FREUD, Sigmund

Born: May 6, 1856, in Frieberg, Moravia (now PrÝbor, Czech Republic)

Died: September 23, 1939, in London, England

Sigmund Freud was born in 1856 in what is now the Czech Republic. After moving a couple of times, his family settled in Austria where he lived for most of his life.

His initial interest lay in the field of law, but he was inspired by the discoveries of Goethe and decided to study natural sciences at the University of Vienna. He found neurological research so interesting that he ignored other courses and it took him three extra years to complete his medical degree which he eventually received in 1881.

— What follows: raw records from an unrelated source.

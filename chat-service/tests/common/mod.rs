//! Test helper module for chat-service integration tests.
//!
//! Spawns the full HTTP application on a random port with an in-memory store.

#![allow(dead_code)]

use chat_service::config::ChatConfig;
use chat_service::services::responder::{GeneratorError, PatternResponder, ResponseGenerator, Rule};
use chat_service::models::{Message, NewMessage, NewUser, Session, User};
use chat_service::services::{ConversationStore, MemoryStore};
use chat_service::startup::Application;
use service_core::error::AppError;
use std::sync::Arc;
use uuid::Uuid;

pub struct TestApp {
    pub address: String,
    pub port: u16,
    pub store: Arc<MemoryStore>,
    pub client: reqwest::Client,
}

/// Deterministic rule table used by most tests.
pub fn test_responder() -> PatternResponder {
    PatternResponder::new(
        vec![
            Rule::new(&["hola"], &["¡Hola! ¿En qué puedo ayudarte?"]),
            Rule::new(&["precio"], &["Nuestros planes empiezan en 10 USD."]),
        ],
        vec!["No entendí tu mensaje.".to_string()],
    )
}

/// Generator that always fails, to exercise the fallback path.
pub struct FailingGenerator;

#[async_trait::async_trait]
impl ResponseGenerator for FailingGenerator {
    async fn generate(&self, _text: &str, _session_id: &str) -> Result<String, GeneratorError> {
        Err(GeneratorError::Timeout(5000))
    }

    fn name(&self) -> &'static str {
        "failing"
    }
}

/// Store whose backend is unreachable: every call fails.
pub struct DownStore;

fn backend_down() -> AppError {
    AppError::DatabaseError(anyhow::anyhow!("connection refused by 10.0.0.7:5432"))
}

#[async_trait::async_trait]
impl ConversationStore for DownStore {
    async fn create_session(&self, _user_id: Option<&str>) -> Result<Session, AppError> {
        Err(backend_down())
    }

    async fn get_session(&self, _session_id: &str) -> Result<Option<Session>, AppError> {
        Err(backend_down())
    }

    async fn update_session_timestamp(&self, _session_id: &str) -> Result<(), AppError> {
        Err(backend_down())
    }

    async fn create_message(&self, _input: NewMessage) -> Result<Message, AppError> {
        Err(backend_down())
    }

    async fn get_messages_by_session(&self, _session_id: &str) -> Result<Vec<Message>, AppError> {
        Err(backend_down())
    }

    async fn create_user(&self, _input: NewUser) -> Result<User, AppError> {
        Err(backend_down())
    }

    async fn get_user(&self, _id: Uuid) -> Result<Option<User>, AppError> {
        Err(backend_down())
    }

    async fn get_user_by_username(&self, _username: &str) -> Result<Option<User>, AppError> {
        Err(backend_down())
    }

    async fn health_check(&self) -> Result<(), AppError> {
        Err(backend_down())
    }
}

/// Starts the application around `store` and returns its base address.
pub async fn spawn_server(
    store: Arc<dyn ConversationStore>,
    generator: Arc<dyn ResponseGenerator>,
    config: ChatConfig,
) -> String {
    let app = Application::build_with(config, store, generator)
        .await
        .expect("Failed to build test application");

    let address = format!("http://127.0.0.1:{}", app.port());

    tokio::spawn(async move {
        app.run_until_stopped().await.ok();
    });

    // Wait for the server to accept connections; any status will do.
    let client = reqwest::Client::new();
    let health_url = format!("{}/health", address);
    for _ in 0..50 {
        if client.get(&health_url).send().await.is_ok() {
            break;
        }
        tokio::time::sleep(tokio::time::Duration::from_millis(50)).await;
    }

    address
}

impl TestApp {
    pub async fn spawn() -> Self {
        Self::spawn_with(Arc::new(test_responder()), ChatConfig::for_tests()).await
    }

    pub async fn spawn_with_generator(generator: Arc<dyn ResponseGenerator>) -> Self {
        Self::spawn_with(generator, ChatConfig::for_tests()).await
    }

    pub async fn spawn_with(generator: Arc<dyn ResponseGenerator>, config: ChatConfig) -> Self {
        let store = Arc::new(MemoryStore::new());
        let address = spawn_server(store.clone(), generator, config).await;
        let port = address
            .rsplit(':')
            .next()
            .and_then(|p| p.parse().ok())
            .expect("address has a port");

        TestApp {
            address,
            port,
            store,
            client: reqwest::Client::new(),
        }
    }

    pub fn url(&self, path: &str) -> String {
        format!("{}{}", self.address, path)
    }

    pub async fn create_session(&self) -> String {
        let body: serde_json::Value = self
            .client
            .post(self.url("/api/chat/session"))
            .send()
            .await
            .expect("Failed to create session")
            .json()
            .await
            .expect("Invalid session response");
        body["sessionId"]
            .as_str()
            .expect("sessionId missing")
            .to_string()
    }

    pub async fn send(&self, session_id: Option<&str>, message: &str) -> reqwest::Response {
        let mut request = self
            .client
            .post(self.url("/api/chat"))
            .json(&serde_json::json!({ "message": message }));
        if let Some(id) = session_id {
            request = request.header("x-session-id", id);
        }
        request.send().await.expect("Failed to send message")
    }

    pub async fn messages(&self, session_id: &str) -> reqwest::Response {
        self.client
            .get(self.url(&format!("/api/chat/{}/messages", session_id)))
            .send()
            .await
            .expect("Failed to fetch messages")
    }

    pub async fn exists(&self, session_id: &str) -> reqwest::Response {
        self.client
            .head(self.url(&format!("/api/chat/{}/exists", session_id)))
            .send()
            .await
            .expect("Failed to check session")
    }
}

He began developing his theories of psychoanalysis when he worked with Josef Breuer from 1880 to 1882 By working with patients like Bertha Pappenheim, they found that when patients talked about whatever came into their minds their symptoms of hysteria disappeared. This was later dubbed free association.

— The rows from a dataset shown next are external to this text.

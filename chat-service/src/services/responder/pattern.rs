//! Keyword rule responder.
//!
//! Rules are evaluated top-down and the first rule with any keyword contained
//! in the normalised input wins; rule order is the tie-break. A reply is then
//! drawn uniformly from that rule, or from the default list when nothing
//! matched.

use super::{GeneratorError, ResponseGenerator};
use async_trait::async_trait;
use rand::rngs::StdRng;
use rand::seq::SliceRandom;
use rand::SeedableRng;
use std::sync::Mutex;

/// One keyword rule.
#[derive(Debug, Clone, PartialEq, Eq)]
pub struct Rule {
    keywords: Vec<String>,
    replies: Vec<String>,
}

impl Rule {
    pub fn new(keywords: &[&str], replies: &[&str]) -> Self {
        Self {
            keywords: keywords.iter().map(|k| k.to_lowercase()).collect(),
            replies: replies.iter().map(|r| r.to_string()).collect(),
        }
    }

    fn matches(&self, normalized: &str) -> bool {
        self.keywords.iter().any(|k| normalized.contains(k.as_str()))
    }
}

pub struct PatternResponder {
    rules: Vec<Rule>,
    defaults: Vec<String>,
    rng: Mutex<StdRng>,
}

impl PatternResponder {
    pub fn new(rules: Vec<Rule>, defaults: Vec<String>) -> Self {
        Self::with_rng(rules, defaults, StdRng::from_entropy())
    }

    /// Same as [`PatternResponder::new`] with a caller-supplied random source.
    pub fn with_rng(rules: Vec<Rule>, defaults: Vec<String>, rng: StdRng) -> Self {
        // A rule with nothing to say can never be answered; drop it.
        let rules = rules.into_iter().filter(|r| !r.replies.is_empty()).collect();
        Self {
            rules,
            defaults,
            rng: Mutex::new(rng),
        }
    }

    /// The assistant persona table.
    pub fn builtin() -> Self {
        Self::new(builtin_rules(), builtin_defaults())
    }

    pub fn builtin_seeded(seed: u64) -> Self {
        Self::with_rng(builtin_rules(), builtin_defaults(), StdRng::seed_from_u64(seed))
    }

    /// Index of the first rule matching `text`, if any.
    pub fn matching_rule(&self, text: &str) -> Option<usize> {
        let normalized = text.trim().to_lowercase();
        self.rules.iter().position(|rule| rule.matches(&normalized))
    }

    /// Replies the rule at `index` can produce.
    pub fn replies_for(&self, index: usize) -> Option<&[String]> {
        self.rules.get(index).map(|r| r.replies.as_slice())
    }

    pub fn defaults(&self) -> &[String] {
        &self.defaults
    }

    /// Picks a reply for `text`.
    pub fn respond(&self, text: &str) -> Option<String> {
        let pool = match self.matching_rule(text) {
            Some(index) => &self.rules[index].replies,
            None => &self.defaults,
        };

        let mut rng = self.rng.lock().unwrap_or_else(|e| e.into_inner());
        pool.choose(&mut *rng).cloned()
    }
}

#[async_trait]
impl ResponseGenerator for PatternResponder {
    async fn generate(&self, text: &str, _session_id: &str) -> Result<String, GeneratorError> {
        self.respond(text).ok_or_else(|| {
            GeneratorError::NotConfigured("Pattern responder has no default replies".to_string())
        })
    }

    fn name(&self) -> &'static str {
        "pattern"
    }
}

fn builtin_rules() -> Vec<Rule> {
    vec![
        // Greetings
        Rule::new(
            &["hola", "hello", "hi", "buenos días", "buenas tardes", "buenas noches", "saludos"],
            &[
                "¡Hola! Soy NEXUS AI, tu asistente inteligente. ¿En qué puedo ayudarte hoy?",
                "¡Saludos, usuario! Sistema NEXUS operativo. ¿Cuál es tu consulta?",
                "¡Buenos días! NEXUS AI a tu servicio. ¿Cómo puedo asistirte?",
                "Conexión establecida. Soy NEXUS, tu asistente de inteligencia artificial. ¿En qué te puedo ayudar?",
            ],
        ),
        // AI and technology
        Rule::new(
            &["inteligencia artificial", "ai", "tecnología", "futuro", "nexus", "robot", "máquina"],
            &[
                "La inteligencia artificial representa el futuro de la interacción humano-máquina. Como NEXUS AI, estoy diseñado para asistir y aprender continuamente.",
                "La tecnología AI como yo está evolucionando rápidamente. Mi función es procesar información y brindar respuestas útiles e inteligentes.",
                "NEXUS es un sistema avanzado de IA diseñado para comprender y responder de manera natural. ¿Hay algo específico sobre AI que te interese?",
                "El futuro de la tecnología está en sistemas como NEXUS: interfaces inteligentes que pueden adaptarse y aprender. ¿Qué aspecto te interesa más?",
            ],
        ),
        // Help requests
        Rule::new(
            &["ayuda", "help", "asistencia", "necesito", "puedes", "cómo", "qué", "explica"],
            &[
                "Estoy aquí para ayudarte. Como NEXUS AI, puedo asistirte con información, responder preguntas y mantener conversaciones inteligentes.",
                "Mi sistema está diseñado para proporcionar asistencia integral. ¿Qué información específica necesitas?",
                "Activando protocolos de asistencia NEXUS. Describe tu consulta y te proporcionaré la información más relevante.",
                "Sistema de ayuda NEXUS activado. Puedo ayudarte con una amplia gama de temas. ¿En qué área necesitas asistencia?",
            ],
        ),
        // Identity
        Rule::new(
            &["quien eres", "qué eres", "nombre", "te llamas", "identidad"],
            &[
                "Soy NEXUS AI, un asistente de inteligencia artificial avanzado. Mi propósito es ayudar y proporcionar información útil.",
                "Mi identificación es NEXUS - Neural Enhanced eXpert User System. Soy una IA diseñada para interacciones inteligentes.",
                "NEXUS AI es mi designación. Soy un sistema de inteligencia artificial con capacidades de procesamiento natural del lenguaje.",
                "Me identifico como NEXUS, tu asistente AI. Estoy programado para comprender y responder de manera natural e inteligente.",
            ],
        ),
        // Capabilities
        Rule::new(
            &["qué puedes hacer", "capacidades", "funciones", "servicios", "habilidades"],
            &[
                "Mis capacidades incluyen: procesamiento de lenguaje natural, análisis de información, respuestas inteligentes y asistencia conversacional.",
                "NEXUS puede ayudarte con información, responder preguntas complejas, mantener conversaciones naturales y proporcionar análisis inteligentes.",
                "Mi sistema está equipado con protocolos de conversación, análisis de datos, generación de respuestas contextuales y aprendizaje adaptativo.",
                "Como NEXUS AI, tengo capacidades avanzadas de comprensión, análisis y generación de respuestas personalizadas para cada consulta.",
            ],
        ),
        // Weather and time
        Rule::new(
            &["clima", "tiempo", "temperatura", "lluvia", "sol", "hora", "fecha"],
            &[
                "Lo siento, no tengo acceso a datos meteorológicos en tiempo real, pero puedo ayudarte con muchas otras consultas.",
                "Mi sistema actual no incluye sensores meteorológicos, pero estoy aquí para asistirte con información y conversación inteligente.",
                "Para información del clima, te recomiendo consultar servicios especializados. ¿Hay algo más en lo que pueda ayudarte?",
                "Los datos temporales y meteorológicos están fuera de mi alcance actual, pero tengo muchas otras capacidades disponibles.",
            ],
        ),
        // Thanks and praise
        Rule::new(
            &["gracias", "excelente", "bueno", "genial", "perfecto", "increíble", "amazing"],
            &[
                "¡Me alegra haber sido útil! El sistema NEXUS está diseñado para brindar la mejor asistencia posible.",
                "Gracias por tu feedback positivo. Mi programación se optimiza con cada interacción exitosa.",
                "Es un placer asistirte. NEXUS AI continúa evolucionando para proporcionar mejores respuestas.",
                "Aprecio tu reconocimiento. Mi objetivo es superar las expectativas en cada consulta.",
            ],
        ),
        // Farewells
        Rule::new(
            &["adiós", "bye", "hasta luego", "nos vemos", "chao", "farewell"],
            &[
                "¡Hasta la próxima! NEXUS AI permanecerá en standby para futuras consultas.",
                "Conexión finalizada exitosamente. ¡Que tengas un excelente día!",
                "Sistema NEXUS entrando en modo de espera. ¡Vuelve cuando necesites asistencia!",
                "¡Adiós por ahora! NEXUS AI estará aquí cuando me necesites de nuevo.",
            ],
        ),
    ]
}

fn builtin_defaults() -> Vec<String> {
    [
        "Interesante consulta. Como NEXUS AI, procesaré tu información y te ayudaré en lo que pueda.",
        "Entiendo tu mensaje. Mi sistema está analizando la mejor forma de asistirte.",
        "Gracias por tu consulta. NEXUS AI está procesando... ¿Puedes ser más específico?",
        "Tu mensaje ha sido recibido. ¿Podrías proporcionar más detalles para una respuesta más precisa?",
        "Sistema NEXUS activado. Analizando tu consulta... Por favor, describe más sobre lo que necesitas.",
        "Protocolo de respuesta NEXUS iniciado. ¿Hay algo específico en lo que pueda concentrarme?",
    ]
    .iter()
    .map(|s| s.to_string())
    .collect()
}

After many arguments with his parents, he married Martha Bernays in 1886. In that same year he established a private practice, but his unorthodox methods brought criticism from the medical community.

Nonetheless he continued to develop his theories and in 1896 he coined the term psychoanalysis to describe his methodology. He used this term to describe his technique of uncovering repressed childhood traumas. He believed that the symptoms of hysteria were caused by pent-up emotional energy from long remembered traumatic experiences.

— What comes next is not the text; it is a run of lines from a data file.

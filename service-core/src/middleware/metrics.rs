use axum::{
    extract::{MatchedPath, Request},
    middleware::Next,
    response::Response,
};
use metrics::{counter, histogram};
use std::time::Instant;

/// Records request count and latency per route template.
///
/// The label is the matched route (`/api/chat/:session_id/messages`), never the
/// raw path, so per-session URLs do not create new series.
pub async fn metrics_middleware(req: Request, next: Next) -> Response {
    let start = Instant::now();
    let method = req.method().to_string();
    let path = req
        .extensions()
        .get::<MatchedPath>()
        .map(|p| p.as_str().to_string())
        .unwrap_or_else(|| "unmatched".to_string());

    let response = next.run(req).await;

    let duration = start.elapsed();
    let status = response.status().as_u16().to_string();

    let labels = [("method", method), ("path", path), ("status", status)];

    counter!("http_requests_total", &labels).increment(1);
    histogram!("http_request_duration_seconds", &labels).record(duration.as_secs_f64());

    response
}
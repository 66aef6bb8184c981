pub mod chat;
pub mod metrics;
pub mod responder;
pub mod store;

pub use chat::{ChatService, ChatTurn, FALLBACK_REPLY};
pub use metrics::{get_metrics, init_metrics};
pub use responder::{GeneratorError, IntentResponder, PatternResponder, ResponseGenerator};
pub use store::{ConversationStore, MemoryStore, PostgresStore};
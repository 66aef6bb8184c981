//! Delegated responder backed by an external intent-detection service.

use super::{GeneratorError, ResponseGenerator};
use async_trait::async_trait;
use std::sync::Arc;
use std::time::Duration;
use tracing::{debug, warn};

/// Reply used when the detector answers without any fulfillment text.
pub const EMPTY_REPLY_PLACEHOLDER: &str = "Lo siento, no pude procesar tu mensaje.";

/// What is sent to the intent-detection service for one user message.
#[derive(Debug, Clone, Copy)]
pub struct DetectIntentRequest<'a> {
    pub session_token: &'a str,
    pub text: &'a str,
    pub language_code: &'a str,
}

/// The part of a detection result this service consumes.
#[derive(Debug, Clone, Default, PartialEq, Eq)]
pub struct DetectIntentResult {
    pub fulfillment_text: Option<String>,
}

/// External natural-language-understanding collaborator.
#[async_trait]
pub trait IntentDetector: Send + Sync {
    async fn detect_intent(
        &self,
        request: DetectIntentRequest<'_>,
    ) -> Result<DetectIntentResult, GeneratorError>;
}

pub struct IntentResponder {
    detector: Arc<dyn IntentDetector>,
    language_code: String,
    timeout: Duration,
}

impl IntentResponder {
    pub fn new(detector: Arc<dyn IntentDetector>, language_code: String, timeout: Duration) -> Self {
        Self {
            detector,
            language_code,
            timeout,
        }
    }
}

#[async_trait]
impl ResponseGenerator for IntentResponder {
    async fn generate(&self, text: &str, session_id: &str) -> Result<String, GeneratorError> {
        let request = DetectIntentRequest {
            session_token: session_id,
            text,
            language_code: &self.language_code,
        };

        let result = tokio::time::timeout(self.timeout, self.detector.detect_intent(request))
            .await
            .map_err(|_| {
                warn!(
                    session_id = %session_id,
                    timeout_ms = self.timeout.as_millis() as u64,
                    "Intent detection timed out"
                );
                GeneratorError::Timeout(self.timeout.as_millis() as u64)
            })??;

        match result.fulfillment_text.filter(|t| !t.trim().is_empty()) {
            Some(reply) => Ok(reply),
            None => {
                debug!(session_id = %session_id, "Intent result carried no fulfillment text");
                Ok(EMPTY_REPLY_PLACEHOLDER.to_string())
            }
        }
    }

    fn name(&self) -> &'static str {
        "intent"
    }
}
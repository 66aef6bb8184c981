use crate::error::AppError;
use config::{Config as Cfg, File};
use serde::Deserialize;
use std::env;

#[derive(Debug, Deserialize, Clone)]
pub struct Config {
    #[serde(default = "default_port")]
    pub port: u16,

    #[serde(default = "default_log_level")]
    pub log_level: String,
}

fn default_port() -> u16 {
    8080
}

fn default_log_level() -> String {
    "info".to_string()
}

impl Config {
    pub fn load() -> Result<Self, AppError> {
        dotenvy::dotenv().ok();

        let config = Cfg::builder()
            .add_source(File::with_name("configuration").required(false))
            .add_source(config::Environment::with_prefix("APP").separator("__"))
            .build()?;

        Ok(config.try_deserialize()?)
    }
}

/// Deployment environment, read from `ENVIRONMENT`.
#[derive(Debug, Clone, Copy, PartialEq, Eq, Deserialize)]
#[serde(rename_all = "lowercase")]
pub enum Environment {
    Development,
    Dev,
    Prod,
}

impl Environment {
    pub fn current() -> Self {
        Self::parse(&env::var("ENVIRONMENT").unwrap_or_else(|_| "dev".to_string()))
    }

    pub fn parse(value: &str) -> Self {
        match value.trim().to_ascii_lowercase().as_str() {
            "prod" | "production" => Environment::Prod,
            "development" => Environment::Development,
            _ => Environment::Dev,
        }
    }

    pub fn is_prod(&self) -> bool {
        matches!(self, Environment::Prod)
    }

    pub fn as_str(&self) -> &'static str {
        match self {
            Environment::Development => "development",
            Environment::Dev => "dev",
            Environment::Prod => "prod",
        }
    }
}

/// Reads `key` from the process environment.
///
/// In production every key is mandatory. Outside production a missing key
/// falls back to `default`, and a missing key without a default is an error.
pub fn get_env(key: &str, default: Option<&str>, is_prod: bool) -> Result<String, AppError> {
    match env::var(key) {
        Ok(val) => Ok(val),
        Err(_) => {
            if is_prod {
                Err(AppError::ConfigError(anyhow::anyhow!(
                    "{} is required in production but not set",
                    key
                )))
            } else if let Some(def) = default {
                Ok(def.to_string())
            } else {
                Err(AppError::ConfigError(anyhow::anyhow!(
                    "{} is required but not set",
                    key
                )))
            }
        }
    }
}

/// Splits a comma separated list, dropping blanks.
pub fn split_list(value: &str) -> Vec<String> {
    value
        .split(',')
        .map(str::trim)
        .filter(|s| !s.is_empty())
        .map(str::to_string)
        .collect()
}

#[cfg(test)]
mod tests {
    use super::*;

    #[test]
    fn environment_parsing_is_lenient() {
        assert_eq!(Environment::parse("PROD"), Environment::Prod);
        assert_eq!(Environment::parse("production"), Environment::Prod);
        assert_eq!(Environment::parse("development"), Environment::Development);
        assert_eq!(Environment::parse("staging"), Environment::Dev);
    }

    #[test]
    fn split_list_trims_and_skips_blanks() {
        assert_eq!(
            split_list(" http://a.test , ,http://b.test,"),
            vec!["http://a.test".to_string(), "http://b.test".to_string()]
        );
    }

    #[test]
    fn get_env_uses_default_outside_prod() {
        let value = get_env("SERVICE_CORE_TEST_UNSET_KEY", Some("fallback"), false).unwrap();
        assert_eq!(value, "fallback");
        assert!(get_env("SERVICE_CORE_TEST_UNSET_KEY", Some("fallback"), true).is_err());
        assert!(get_env("SERVICE_CORE_TEST_UNSET_KEY", None, false).is_err());
    }
}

Freud's emphasis on dreams stemmed from belief that the unconscious mind reveals details about these traumas. He even analyzed many of his own dreams. This dream analysis led him to his most famous theory - the Oedipus complex - a theory which says a child has an erotic attachment to the parent of the opposite sex and a resentment of the other parent.

His concepts of the Oedipus complex, the death wish and penis envy have been used so often in art and literature that many people are aware of Freud's work despite never having read any of his work. Some would say his work has even been degraded by popular literature.

Despite being appointed a full professor at the University of Vienna in 1902, his work was still not well received and he worked in isolation. Finally in 1906 he began to attract followers which culminated in 1910 with the formation of the International Psychoanalytic Association.

After World War I his focus shifted and he concentrated on applying his ideas to the interpretation of religion, mythology, art, and literature.

In 1923 he was diagnosed with jaw cancer and he continued to pursue philosophy despite the pain of the disease. He was later forced to flee Austria due to the anti-Semitism that followed the German occupation. He relocated in England with his family where he died one year later, in 1939.